Brodner Robert A.,Markowitz Ronald S.,Lantner Howard J.

Abstract

✓ A research model for intracranial surgery in the primate fetus was developed and tested in 10 timed-pregnant rhesus monkeys. With general anesthesia and sterile surgical technique, a laparotomy followed by a lower uterine segment hysterotomy was performed at a site avoiding the placenta. The amnion was opened carefully by use of the operative microscope and the fetal head was exposed. A scalp incision was made over the frontal region and a small craniectomy and cortical incision were carried out. In three of the fetuses, ventricular shunts were also placed. A layered closure was performed and the uterus was returned to the peritoneal cavity. Placental integrity and fetal viability were assessed before surgery and 1 week postoperatively by ultrasonography. The survival rates were 100% for the mothers and 80% for the fetuses. One fetus died in utero after an overdose of a sedative to the mother, and another was stillborn. Postmortem examination revealed no intracranial or systemic abnormalities in either case, and the cause of death was attributed to drug overdose and a naturally occurring stillbirth, respectively. Newborns were maintained either with their mothers or in a nursery, where they were observed and evaluated for 3 weeks. Weight, crown-rump length, and occipitofrontal head circumference were measured. General patterns of behavior and neurological assessments were recorded weekly. The eight surviving neonates were normal with respect to all parameters evaluated.

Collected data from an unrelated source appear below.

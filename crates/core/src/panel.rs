// Notification panel state
//
// Ephemeral view state for the panel surface: open flag and the set of
// expanded groups (cleared on close), plus the render model built from the
// store. Reads only; every mutation goes through the reconciler or poller.

use std::collections::HashSet;

use serde::Serialize;

use crate::grouping::{group, Group, GroupKey};
use crate::i18n::Translator;
use crate::store::NotificationStore;
use crate::summary::summarize;

/// Badge values above this render as "{max}+"
pub const BADGE_MAX: usize = 99;

/// Badge text for an unread count; `None` hides the badge.
pub fn badge_text(unread: usize, translator: &dyn Translator) -> Option<String> {
    match unread {
        0 => None,
        n if n > BADGE_MAX => {
            if translator.has_key("badge.overflow") {
                Some(translator.translate(
                    "badge.overflow",
                    &vec![("max", BADGE_MAX.to_string())],
                ))
            } else {
                Some(format!("{}+", BADGE_MAX))
            }
        }
        n => Some(n.to_string()),
    }
}

#[derive(Debug, Clone, Default, PartialEq, Eq)]
pub struct PanelState {
    open: bool,
    expanded: HashSet<GroupKey>,
}

impl PanelState {
    pub fn new() -> Self {
        Self::default()
    }

    pub fn is_open(&self) -> bool {
        self.open
    }

    /// Returns `true` if the panel was closed before (callers trigger an
    /// on-demand refresh in that case).
    pub fn open(&mut self) -> bool {
        let was_closed = !self.open;
        self.open = true;
        was_closed
    }

    pub fn close(&mut self) {
        self.open = false;
        self.expanded.clear();
    }

    /// Flip a group's expansion; returns the new state.
    pub fn toggle(&mut self, key: GroupKey) -> bool {
        if self.expanded.remove(&key) {
            false
        } else {
            self.expanded.insert(key);
            true
        }
    }

    pub fn is_expanded(&self, key: &GroupKey) -> bool {
        self.expanded.contains(key)
    }

    pub fn expanded_count(&self) -> usize {
        self.expanded.len()
    }

    /// Build the render model from the store.
    pub fn render(
        &self,
        store: &NotificationStore,
        translator: &dyn Translator,
        sync_error: Option<String>,
    ) -> PanelView {
        let snapshot = store.snapshot();
        let groups = group(&snapshot.notifications);
        PanelView {
            badge: badge_text(snapshot.unread_count, translator),
            unread_count: snapshot.unread_count,
            sync_error,
            groups: groups
                .into_iter()
                .map(|g| GroupView::new(g, self, translator))
                .collect(),
        }
    }
}

/// One group entry as shown in the panel
#[derive(Debug, Clone, PartialEq, Serialize)]
pub struct GroupView {
    pub summary: String,
    pub expanded: bool,
    #[serde(flatten)]
    pub group: Group,
}

impl GroupView {
    fn new(group: Group, state: &PanelState, translator: &dyn Translator) -> Self {
        Self {
            summary: summarize(&group, translator),
            expanded: state.is_expanded(&group.key),
            group,
        }
    }
}

/// Everything the panel renders
#[derive(Debug, Clone, PartialEq, Serialize)]
pub struct PanelView {
    pub badge: Option<String>,
    pub unread_count: usize,
    /// Set while the last refresh failed
    pub sync_error: Option<String>,
    pub groups: Vec<GroupView>,
}

#[cfg(test)]
mod tests {
    use super::*;
    use crate::i18n::{CatalogTranslator, Locale};
    use crate::model::{Notification, NotificationType, Sender};
    use chrono::Utc;

    #[test]
    fn test_badge_text() {
        let t = CatalogTranslator::default();
        assert_eq!(badge_text(0, &t), None);
        assert_eq!(badge_text(7, &t).as_deref(), Some("7"));
        assert_eq!(badge_text(99, &t).as_deref(), Some("99"));
        assert_eq!(badge_text(100, &t).as_deref(), Some("99+"));

        let mut custom = CatalogTranslator::new(Locale::En, Default::default());
        custom.insert("badge.overflow", "{max}++");
        assert_eq!(badge_text(500, &custom).as_deref(), Some("99++"));
    }

    #[test]
    fn test_close_clears_expanded() {
        let mut panel = PanelState::new();
        assert!(panel.open());
        assert!(!panel.open());

        assert!(panel.toggle(GroupKey::Sender(1)));
        assert!(panel.toggle(GroupKey::NoSender(9)));
        assert!(!panel.toggle(GroupKey::NoSender(9)));
        assert!(panel.is_expanded(&GroupKey::Sender(1)));

        panel.close();
        assert!(!panel.is_open());
        assert_eq!(panel.expanded_count(), 0);
    }

    #[test]
    fn test_render() {
        let store = NotificationStore::new();
        store.load(
            vec![Notification {
                id: 1,
                kind: NotificationType::Follow,
                sender: Some(Sender {
                    id: 4,
                    name: "Dan".into(),
                    username: "dan".into(),
                    avatar: None,
                }),
                message: "Dan followed you".into(),
                link: Some("/u/dan".into()),
                created_at: Utc::now(),
                is_read: false,
            }],
            1,
        );

        let mut panel = PanelState::new();
        panel.open();
        panel.toggle(GroupKey::Sender(4));

        let view = panel.render(&store, &CatalogTranslator::default(), None);
        assert_eq!(view.badge.as_deref(), Some("1"));
        assert_eq!(view.groups.len(), 1);
        assert!(view.groups[0].expanded);
        assert_eq!(view.groups[0].summary, "Dan followed you");
    }
}
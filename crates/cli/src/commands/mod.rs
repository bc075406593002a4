pub mod clear;
pub mod count;
pub mod list;
pub mod read;
pub mod watch;
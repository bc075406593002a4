//! Retry policy for notification requests

use std::time::Duration;

use pulse_core::config::duration_millis;
use pulse_core::TransportError;
use rand::Rng;
use serde::{Deserialize, Serialize};

/// Exponential backoff with jitter.
///
/// `max_attempts` counts the initial request, so the default of 3 means at
/// most two retries.
///
/// ```
/// use pulse_client::RetryPolicy;
/// use std::time::Duration;
///
/// let policy = RetryPolicy::exponential()
///     .with_max_attempts(4)
///     .with_initial_interval(Duration::from_millis(250));
/// assert!(policy.has_attempts_remaining(3));
/// ```
#[derive(Debug, Clone, Serialize, Deserialize, PartialEq)]
pub struct RetryPolicy {
    pub max_attempts: u32,

    /// Delay before the first retry
    #[serde(with = "duration_millis")]
    pub initial_interval: Duration,

    #[serde(with = "duration_millis")]
    pub max_interval: Duration,

    pub backoff_coefficient: f64,

    /// Jitter factor (0.0-1.0); 0.1 means ±10%
    pub jitter: f64,
}

impl Default for RetryPolicy {
    fn default() -> Self {
        Self::exponential()
    }
}

impl RetryPolicy {
    /// 3 attempts, 500 ms initial delay doubling up to 5 s, 10% jitter
    pub fn exponential() -> Self {
        Self {
            max_attempts: 3,
            initial_interval: Duration::from_millis(500),
            max_interval: Duration::from_secs(5),
            backoff_coefficient: 2.0,
            jitter: 0.1,
        }
    }

    pub fn no_retry() -> Self {
        Self::fixed(Duration::ZERO, 1)
    }

    /// Constant delay, no jitter
    pub fn fixed(interval: Duration, max_attempts: u32) -> Self {
        Self {
            max_attempts: max_attempts.max(1),
            initial_interval: interval,
            max_interval: interval,
            backoff_coefficient: 1.0,
            jitter: 0.0,
        }
    }

    pub fn with_max_attempts(mut self, max_attempts: u32) -> Self {
        self.max_attempts = max_attempts.max(1);
        self
    }

    pub fn with_initial_interval(mut self, interval: Duration) -> Self {
        self.initial_interval = interval;
        self
    }

    pub fn with_max_interval(mut self, interval: Duration) -> Self {
        self.max_interval = interval;
        self
    }

    pub fn with_jitter(mut self, jitter: f64) -> Self {
        self.jitter = jitter.clamp(0.0, 1.0);
        self
    }

    /// Delay before retry number `retry` (1-based).
    pub fn delay_for_retry(&self, retry: u32) -> Duration {
        if retry == 0 {
            return Duration::ZERO;
        }

        let base = self.initial_interval.as_secs_f64()
            * self.backoff_coefficient.powi(retry as i32 - 1);
        let capped = base.min(self.max_interval.as_secs_f64());

        let jittered = if self.jitter > 0.0 && capped > 0.0 {
            let range = capped * self.jitter;
            (capped + rand::thread_rng().gen_range(-range..range)).max(0.0)
        } else {
            capped
        };

        Duration::from_secs_f64(jittered)
    }

    /// `attempt` is the 1-based number of the attempt that just failed.
    pub fn should_retry(&self, attempt: u32, error: &TransportError) -> bool {
        error.is_retryable() && self.has_attempts_remaining(attempt)
    }

    pub fn has_attempts_remaining(&self, attempt: u32) -> bool {
        attempt < self.max_attempts
    }
}
// Error types for the notification core
//
// Nothing in this subsystem is fatal; these types exist so callers can log or
// surface failures while the periodic refresh heals local state.

use thiserror::Error;

use crate::model::NotificationId;

/// Failures of the notification backend, as seen by the core
#[derive(Debug, Clone, Error, PartialEq, Eq)]
pub enum TransportError {
    /// Connection refused, DNS, timeout, reset
    #[error("Network error: {0}")]
    Network(String),

    /// 401 / 403
    #[error("Unauthorized: {0}")]
    Unauthorized(String),

    /// 429
    #[error("Rate limited: {0}")]
    RateLimited(String),

    /// Non-success status other than the above
    #[error("API error ({status}): {message}")]
    Api { status: u16, message: String },

    /// 2xx response carrying `success: false`
    #[error("Request rejected by server: {0}")]
    Rejected(String),

    /// Body could not be decoded
    #[error("Invalid response: {0}")]
    Decode(String),

    #[error("Notification not found: {0}")]
    NotFound(NotificationId),
}

impl TransportError {
    pub fn network(msg: impl Into<String>) -> Self {
        TransportError::Network(msg.into())
    }

    pub fn rejected(msg: impl Into<String>) -> Self {
        TransportError::Rejected(msg.into())
    }

    /// Whether repeating the same request may succeed
    pub fn is_retryable(&self) -> bool {
        match self {
            TransportError::Network(_) | TransportError::RateLimited(_) => true,
            TransportError::Api { status, .. } => *status >= 500,
            _ => false,
        }
    }
}

/// Poller failures
#[derive(Debug, Error)]
pub enum PollerError {
    #[error("Fetch failed: {0}")]
    Fetch(#[from] TransportError),
}

/// Configuration failures
#[derive(Debug, Error, PartialEq, Eq)]
pub enum ConfigError {
    #[error("Invalid value for {name}: {value}")]
    InvalidValue { name: &'static str, value: String },

    #[error("Invalid translation catalog: {0}")]
    Catalog(String),
}

#[cfg(test)]
mod tests {
    use super::*;

    #[test]
    fn test_retryable_classification() {
        assert!(TransportError::network("reset").is_retryable());
        assert!(TransportError::RateLimited("slow down".into()).is_retryable());
        assert!(TransportError::Api {
            status: 503,
            message: String::new()
        }
        .is_retryable());
        assert!(!TransportError::Api {
            status: 400,
            message: String::new()
        }
        .is_retryable());
        assert!(!TransportError::Unauthorized("expired".into()).is_retryable());
        assert!(!TransportError::rejected("nope").is_retryable());
    }

    #[test]
    fn test_display() {
        let err = TransportError::Api {
            status: 500,
            message: "boom".into(),
        };
        assert_eq!(err.to_string(), "API error (500): boom");
    }
}
impl Inner {
    fn publish_active(&self, state: &SlotState) {
        let view = state.active.as_ref().map(|t| t.view.clone());
        self.active_tx.send_replace(view);
    }

    fn spawn_timer(self: &Arc<Self>, id: ToastId, timer: Timer) -> JoinHandle<()> {
        let inner = Arc::clone(self);
        let delay = match timer {
            Timer::Hold(hold) => hold,
            Timer::Exit => self.config.exit_duration,
        };
        tokio::spawn(async move {
            tokio::time::sleep(delay).await;
            match timer {
                Timer::Hold(_) => inner.on_hold_elapsed(id),
                Timer::Exit => inner.on_exit_elapsed(id),
            }
        })
    }

    /// Move `toast` out of the slot into the departing position.
    fn depart(
        self: &Arc<Self>,
        state: &mut SlotState,
        mut toast: LiveToast,
        outcome: ToastOutcome,
        completions: &mut Vec<Completion>,
    ) {
        // Only one toast may be fading out off-slot
        if let Some(older) = state.departing.take() {
            completions.extend(older.destroy());
        }

        if toast.view.phase == ToastPhase::Visible {
            toast.cancel_timer();
            toast.view.phase = ToastPhase::FadingOut;
            toast.outcome = outcome;
            toast.timer = Some(self.spawn_timer(toast.view.id, Timer::Exit));
        }
        // Already fading out naturally: keep its running exit timer

        debug!(toast_id = toast.view.id, outcome = ?outcome, "Toast leaving slot");
        state.departing = Some(toast);
    }

    fn on_hold_elapsed(self: &Arc<Self>, id: ToastId) {
        let mut state = self.state.lock();
        let exit_timer_needed = matches!(
            &state.active,
            Some(t) if t.view.id == id && t.view.phase == ToastPhase::Visible
        );
        if !exit_timer_needed {
            trace!(toast_id = id, "Stale hold timer ignored");
            return;
        }

        let timer = self.spawn_timer(id, Timer::Exit);
        if let Some(toast) = state.active.as_mut() {
            toast.view.phase = ToastPhase::FadingOut;
            toast.outcome = ToastOutcome::Expired;
            toast.timer = Some(timer);
        }
        self.publish_active(&state);
    }

    fn on_exit_elapsed(&self, id: ToastId) {
        let mut completions = Vec::new();
        {
            let mut state = self.state.lock();
            let active_done = matches!(
                &state.active,
                Some(t) if t.view.id == id && t.view.phase == ToastPhase::FadingOut
            );
            if active_done {
                if let Some(toast) = state.active.take() {
                    // Timer is the running task itself; nothing to abort
                    completions.extend(toast.destroy_without_abort());
                }
                self.publish_active(&state);
            } else if matches!(&state.departing, Some(t) if t.view.id == id) {
                if let Some(toast) = state.departing.take() {
                    completions.extend(toast.destroy_without_abort());
                }
            } else {
                trace!(toast_id = id, "Stale exit timer ignored");
            }
        }
        run_completions(completions);
    }
}

/// Shared handle to the toast coordinator
#[derive(Clone)]
pub struct ToastCoordinator {
    inner: Arc<Inner>,
}

impl Default for ToastCoordinator {
    fn default() -> Self {
        Self::new(ToastConfig::default())
    }
}
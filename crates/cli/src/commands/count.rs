// Unread count

use anyhow::Result;
use pulse_core::{badge_text, NotificationTransport};
use serde::Serialize;

use crate::App;

#[derive(Serialize)]
struct CountOutput {
    unread_count: usize,
    badge: Option<String>,
}

pub async fn run(app: &App) -> Result<()> {
    let unread_count = app.transport.fetch_unread_count().await?;
    let badge = badge_text(unread_count, app.center.translator());

    if app.output.is_text() {
        match (&badge, app.quiet) {
            (_, true) => println!("{}", unread_count),
            (Some(badge), false) => println!("{} unread [{}]", unread_count, badge),
            (None, false) => println!("No unread notifications"),
        }
        Ok(())
    } else {
        app.output.print_value(&CountOutput {
            unread_count,
            badge,
        })
    }
}
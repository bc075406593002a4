// Output formatting for CLI

use anyhow::Result;
use chrono::{DateTime, Utc};
use serde::Serialize;

#[derive(Clone, Copy, Debug, PartialEq, Eq)]
pub enum OutputFormat {
    Text,
    Json,
    Yaml,
}

impl OutputFormat {
    pub fn parse(s: &str) -> Self {
        match s {
            "json" => OutputFormat::Json,
            "yaml" => OutputFormat::Yaml,
            _ => OutputFormat::Text,
        }
    }

    /// Print `value` as JSON or YAML. Text output is handled by each command.
    pub fn print_value<T: Serialize>(&self, value: &T) -> Result<()> {
        match self {
            OutputFormat::Json => println!("{}", serde_json::to_string_pretty(value)?),
            OutputFormat::Yaml => print!("{}", serde_yaml::to_string(value)?),
            OutputFormat::Text => {}
        }
        Ok(())
    }

    pub fn is_text(&self) -> bool {
        matches!(self, OutputFormat::Text)
    }
}

/// Print a simple key-value pair for text output
pub fn print_field(label: &str, value: &str) {
    println!("{:<14} {}", format!("{}:", label), value);
}

pub fn print_table_header(columns: &[(&str, usize)]) {
    let header: String = columns
        .iter()
        .map(|(name, width)| format!("{:<width$}", name, width = width))
        .collect::<Vec<_>>()
        .join("  ");
    println!("{}", header.trim_end());
}

pub fn print_table_row(values: &[(&str, usize)]) {
    let row: String = values
        .iter()
        .map(|(val, width)| format!("{:<width$}", truncate(val, *width), width = width))
        .collect::<Vec<_>>()
        .join("  ");
    println!("{}", row.trim_end());
}

/// Shorten to `width` characters, marking the cut with "...".
///
/// Counts characters, not bytes, so Cyrillic catalogs never split a code point.
pub fn truncate(value: &str, width: usize) -> String {
    if value.chars().count() <= width {
        return value.to_string();
    }
    let keep = width.saturating_sub(3);
    let mut out: String = value.chars().take(keep).collect();
    out.push_str("...");
    out
}

/// Coarse relative time such as "5m ago"
pub fn relative_time(at: DateTime<Utc>, now: DateTime<Utc>) -> String {
    let secs = (now - at).num_seconds().max(0);
    match secs {
        0..=59 => "just now".to_string(),
        60..=3599 => format!("{}m ago", secs / 60),
        3600..=86_399 => format!("{}h ago", secs / 3600),
        _ => format!("{}d ago", secs / 86_400),
    }
}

Several principles of fetal intracranial surgery are emphasized as important: uterine relaxation by prostaglandin inhibition; low-dose halothane anesthesia supplemented by nitrous oxide in oxygen; perioperative ultrasonography and intraoperative transillumination of the uterus for placental localization; lower uterine segment opening; controlled exposure of the fetal cranium; minimization of amniotic fluid loss; enhancement of fetal anesthesia by injection of a local anesthetic agent at the fetal operative site; and multilayered watertight closure.